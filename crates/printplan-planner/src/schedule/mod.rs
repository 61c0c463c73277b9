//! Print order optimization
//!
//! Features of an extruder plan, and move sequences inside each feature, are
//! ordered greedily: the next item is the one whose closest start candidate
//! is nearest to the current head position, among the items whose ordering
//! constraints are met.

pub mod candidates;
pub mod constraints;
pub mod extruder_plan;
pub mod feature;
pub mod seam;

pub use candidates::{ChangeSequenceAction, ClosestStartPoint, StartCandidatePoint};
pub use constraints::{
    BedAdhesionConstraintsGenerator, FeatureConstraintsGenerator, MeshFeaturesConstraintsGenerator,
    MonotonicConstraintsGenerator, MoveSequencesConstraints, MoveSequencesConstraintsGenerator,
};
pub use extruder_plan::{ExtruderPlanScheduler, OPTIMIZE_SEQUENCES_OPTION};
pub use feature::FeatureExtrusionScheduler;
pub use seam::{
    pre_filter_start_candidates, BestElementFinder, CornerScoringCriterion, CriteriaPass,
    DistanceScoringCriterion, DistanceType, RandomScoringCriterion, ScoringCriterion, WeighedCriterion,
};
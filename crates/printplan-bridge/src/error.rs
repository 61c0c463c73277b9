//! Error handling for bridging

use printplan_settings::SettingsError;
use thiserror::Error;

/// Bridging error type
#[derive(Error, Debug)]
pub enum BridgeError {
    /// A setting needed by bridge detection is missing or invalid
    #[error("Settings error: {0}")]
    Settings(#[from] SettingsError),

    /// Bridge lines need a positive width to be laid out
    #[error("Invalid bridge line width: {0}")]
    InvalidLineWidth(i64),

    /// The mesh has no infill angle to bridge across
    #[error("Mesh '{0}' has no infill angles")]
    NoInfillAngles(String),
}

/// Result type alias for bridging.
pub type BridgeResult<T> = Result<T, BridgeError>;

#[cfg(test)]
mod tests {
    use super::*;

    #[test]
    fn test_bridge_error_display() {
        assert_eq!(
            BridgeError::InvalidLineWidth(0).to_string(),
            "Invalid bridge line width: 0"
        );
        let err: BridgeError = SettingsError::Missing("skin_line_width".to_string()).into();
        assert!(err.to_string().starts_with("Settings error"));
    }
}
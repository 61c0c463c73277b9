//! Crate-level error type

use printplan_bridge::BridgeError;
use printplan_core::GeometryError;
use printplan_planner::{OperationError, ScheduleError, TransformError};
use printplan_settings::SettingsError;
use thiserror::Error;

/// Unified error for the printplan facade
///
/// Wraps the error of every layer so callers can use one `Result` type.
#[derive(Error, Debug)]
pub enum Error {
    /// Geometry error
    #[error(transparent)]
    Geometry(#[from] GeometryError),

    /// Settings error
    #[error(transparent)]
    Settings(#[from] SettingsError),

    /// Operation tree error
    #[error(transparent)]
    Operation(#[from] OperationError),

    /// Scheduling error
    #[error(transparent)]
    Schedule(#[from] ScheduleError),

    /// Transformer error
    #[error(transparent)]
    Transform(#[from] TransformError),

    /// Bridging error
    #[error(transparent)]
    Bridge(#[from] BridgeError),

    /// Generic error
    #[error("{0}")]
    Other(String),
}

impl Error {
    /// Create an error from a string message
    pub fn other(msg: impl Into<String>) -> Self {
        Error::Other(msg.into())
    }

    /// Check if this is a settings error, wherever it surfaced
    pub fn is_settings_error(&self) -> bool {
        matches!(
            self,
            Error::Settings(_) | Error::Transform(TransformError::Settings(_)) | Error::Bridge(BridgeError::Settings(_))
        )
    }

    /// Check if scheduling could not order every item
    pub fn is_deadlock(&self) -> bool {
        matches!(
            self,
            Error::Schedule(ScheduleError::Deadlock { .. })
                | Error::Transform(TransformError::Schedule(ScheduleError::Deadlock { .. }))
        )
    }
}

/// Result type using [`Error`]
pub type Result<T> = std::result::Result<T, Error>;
★ ★ ★ ★ ★
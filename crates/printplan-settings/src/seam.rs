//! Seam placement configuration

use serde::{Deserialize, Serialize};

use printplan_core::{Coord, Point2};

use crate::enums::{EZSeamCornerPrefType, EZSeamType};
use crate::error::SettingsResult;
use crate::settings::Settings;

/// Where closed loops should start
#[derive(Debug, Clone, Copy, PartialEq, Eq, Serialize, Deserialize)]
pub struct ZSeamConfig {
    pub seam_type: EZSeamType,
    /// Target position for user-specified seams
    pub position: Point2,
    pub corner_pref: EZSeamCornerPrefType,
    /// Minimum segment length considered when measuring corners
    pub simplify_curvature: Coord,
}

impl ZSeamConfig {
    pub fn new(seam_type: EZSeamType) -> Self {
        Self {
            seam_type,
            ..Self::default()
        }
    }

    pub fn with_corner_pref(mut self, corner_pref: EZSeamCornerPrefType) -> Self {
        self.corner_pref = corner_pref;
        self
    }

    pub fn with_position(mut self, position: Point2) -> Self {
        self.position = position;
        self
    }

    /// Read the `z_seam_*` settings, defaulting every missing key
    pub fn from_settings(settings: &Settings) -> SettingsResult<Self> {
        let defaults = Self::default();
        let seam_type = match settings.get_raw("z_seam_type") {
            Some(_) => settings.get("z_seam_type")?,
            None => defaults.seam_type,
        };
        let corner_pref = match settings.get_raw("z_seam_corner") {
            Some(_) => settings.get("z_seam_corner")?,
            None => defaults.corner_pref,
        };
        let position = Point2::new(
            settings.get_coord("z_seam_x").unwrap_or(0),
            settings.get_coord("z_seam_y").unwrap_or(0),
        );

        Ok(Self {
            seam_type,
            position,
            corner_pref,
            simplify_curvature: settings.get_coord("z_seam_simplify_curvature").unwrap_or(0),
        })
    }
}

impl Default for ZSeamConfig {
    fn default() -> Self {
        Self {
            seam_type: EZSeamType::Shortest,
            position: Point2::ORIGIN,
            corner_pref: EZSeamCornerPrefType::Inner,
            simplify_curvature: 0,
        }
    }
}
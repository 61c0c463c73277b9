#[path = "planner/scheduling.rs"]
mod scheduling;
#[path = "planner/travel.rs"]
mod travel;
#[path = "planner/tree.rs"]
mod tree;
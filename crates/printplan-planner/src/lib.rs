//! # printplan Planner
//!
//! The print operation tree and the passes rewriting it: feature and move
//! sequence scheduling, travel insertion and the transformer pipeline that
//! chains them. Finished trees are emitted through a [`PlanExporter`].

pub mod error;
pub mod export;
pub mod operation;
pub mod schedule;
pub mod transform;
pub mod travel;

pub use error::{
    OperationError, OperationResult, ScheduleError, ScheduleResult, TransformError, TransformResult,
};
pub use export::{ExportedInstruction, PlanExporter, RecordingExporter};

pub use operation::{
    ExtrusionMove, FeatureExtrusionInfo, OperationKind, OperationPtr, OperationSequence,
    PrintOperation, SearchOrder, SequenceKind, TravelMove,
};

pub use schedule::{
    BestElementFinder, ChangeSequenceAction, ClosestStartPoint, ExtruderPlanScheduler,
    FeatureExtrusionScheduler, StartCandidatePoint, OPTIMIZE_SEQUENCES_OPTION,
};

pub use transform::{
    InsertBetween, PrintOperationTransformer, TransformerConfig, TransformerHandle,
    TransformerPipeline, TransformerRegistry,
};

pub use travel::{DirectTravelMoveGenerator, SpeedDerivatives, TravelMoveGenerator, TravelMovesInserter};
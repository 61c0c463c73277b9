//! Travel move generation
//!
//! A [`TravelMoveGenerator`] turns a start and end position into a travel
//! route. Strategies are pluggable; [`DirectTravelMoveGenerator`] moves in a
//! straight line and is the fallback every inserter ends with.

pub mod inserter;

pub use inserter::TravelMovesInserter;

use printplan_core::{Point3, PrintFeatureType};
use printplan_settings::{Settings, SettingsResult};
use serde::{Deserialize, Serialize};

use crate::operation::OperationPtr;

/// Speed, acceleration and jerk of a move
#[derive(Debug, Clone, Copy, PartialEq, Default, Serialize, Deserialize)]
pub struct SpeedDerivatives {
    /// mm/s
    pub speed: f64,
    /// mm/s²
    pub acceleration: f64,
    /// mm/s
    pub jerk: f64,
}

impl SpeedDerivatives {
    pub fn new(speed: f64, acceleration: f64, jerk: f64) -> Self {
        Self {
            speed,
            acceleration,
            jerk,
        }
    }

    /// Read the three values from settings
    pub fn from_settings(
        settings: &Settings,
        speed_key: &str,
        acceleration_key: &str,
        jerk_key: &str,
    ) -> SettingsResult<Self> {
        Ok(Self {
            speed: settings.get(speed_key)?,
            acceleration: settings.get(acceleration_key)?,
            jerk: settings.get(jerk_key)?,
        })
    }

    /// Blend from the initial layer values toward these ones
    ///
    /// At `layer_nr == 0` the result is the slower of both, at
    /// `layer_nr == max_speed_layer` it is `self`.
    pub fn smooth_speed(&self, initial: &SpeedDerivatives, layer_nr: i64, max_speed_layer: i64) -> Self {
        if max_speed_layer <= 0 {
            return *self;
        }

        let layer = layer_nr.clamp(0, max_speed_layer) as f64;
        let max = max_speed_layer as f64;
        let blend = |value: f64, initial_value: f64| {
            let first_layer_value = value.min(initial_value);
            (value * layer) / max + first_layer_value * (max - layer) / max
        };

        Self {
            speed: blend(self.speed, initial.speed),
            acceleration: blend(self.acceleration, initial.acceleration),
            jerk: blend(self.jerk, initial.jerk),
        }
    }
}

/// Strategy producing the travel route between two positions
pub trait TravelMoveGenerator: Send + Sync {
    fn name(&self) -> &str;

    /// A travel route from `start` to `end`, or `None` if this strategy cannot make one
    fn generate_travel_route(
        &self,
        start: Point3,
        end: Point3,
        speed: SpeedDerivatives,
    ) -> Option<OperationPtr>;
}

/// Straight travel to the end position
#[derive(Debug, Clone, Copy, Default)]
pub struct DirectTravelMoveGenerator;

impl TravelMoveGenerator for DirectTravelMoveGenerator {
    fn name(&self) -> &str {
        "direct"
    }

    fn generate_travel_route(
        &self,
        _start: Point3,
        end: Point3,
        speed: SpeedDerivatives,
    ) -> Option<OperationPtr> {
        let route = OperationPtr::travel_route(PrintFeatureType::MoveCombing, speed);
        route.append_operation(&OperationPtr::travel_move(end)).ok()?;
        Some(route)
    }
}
★ ★ ★ ★ ★
- EXERCISE BRIEF
Give back exactly the lines above starting at the line where "filename crates/printplan-planner/src/schedule/mod.rs" appears and ending at the line where "missing or invalid" appears, both included, with no other lines.

- WRITTEN SOLUTION
filename crates/printplan-planner/src/schedule/mod.rs
repository 61c0c463c73277b9
//! Print order optimization
//!
//! Features of an extruder plan, and move sequences inside each feature, are
//! ordered greedily: the next item is the one whose closest start candidate
//! is nearest to the current head position, among the items whose ordering
//! constraints are met.

pub mod candidates;
pub mod constraints;
pub mod extruder_plan;
pub mod feature;
pub mod seam;

pub use candidates::{ChangeSequenceAction, ClosestStartPoint, StartCandidatePoint};
pub use constraints::{
    BedAdhesionConstraintsGenerator, FeatureConstraintsGenerator, MeshFeaturesConstraintsGenerator,
    MonotonicConstraintsGenerator, MoveSequencesConstraints, MoveSequencesConstraintsGenerator,
};
pub use extruder_plan::{ExtruderPlanScheduler, OPTIMIZE_SEQUENCES_OPTION};
pub use feature::FeatureExtrusionScheduler;
pub use seam::{
    pre_filter_start_candidates, BestElementFinder, CornerScoringCriterion, CriteriaPass,
    DistanceScoringCriterion, DistanceType, RandomScoringCriterion, ScoringCriterion, WeighedCriterion,
};
filename crates/printplan-bridge/src/error.rs
repository 61c0c463c73277b9
//! Error handling for bridging

use printplan_settings::SettingsError;
use thiserror::Error;

/// Bridging error type
#[derive(Error, Debug)]
pub enum BridgeError {
    /// A setting needed by bridge detection is missing or invalid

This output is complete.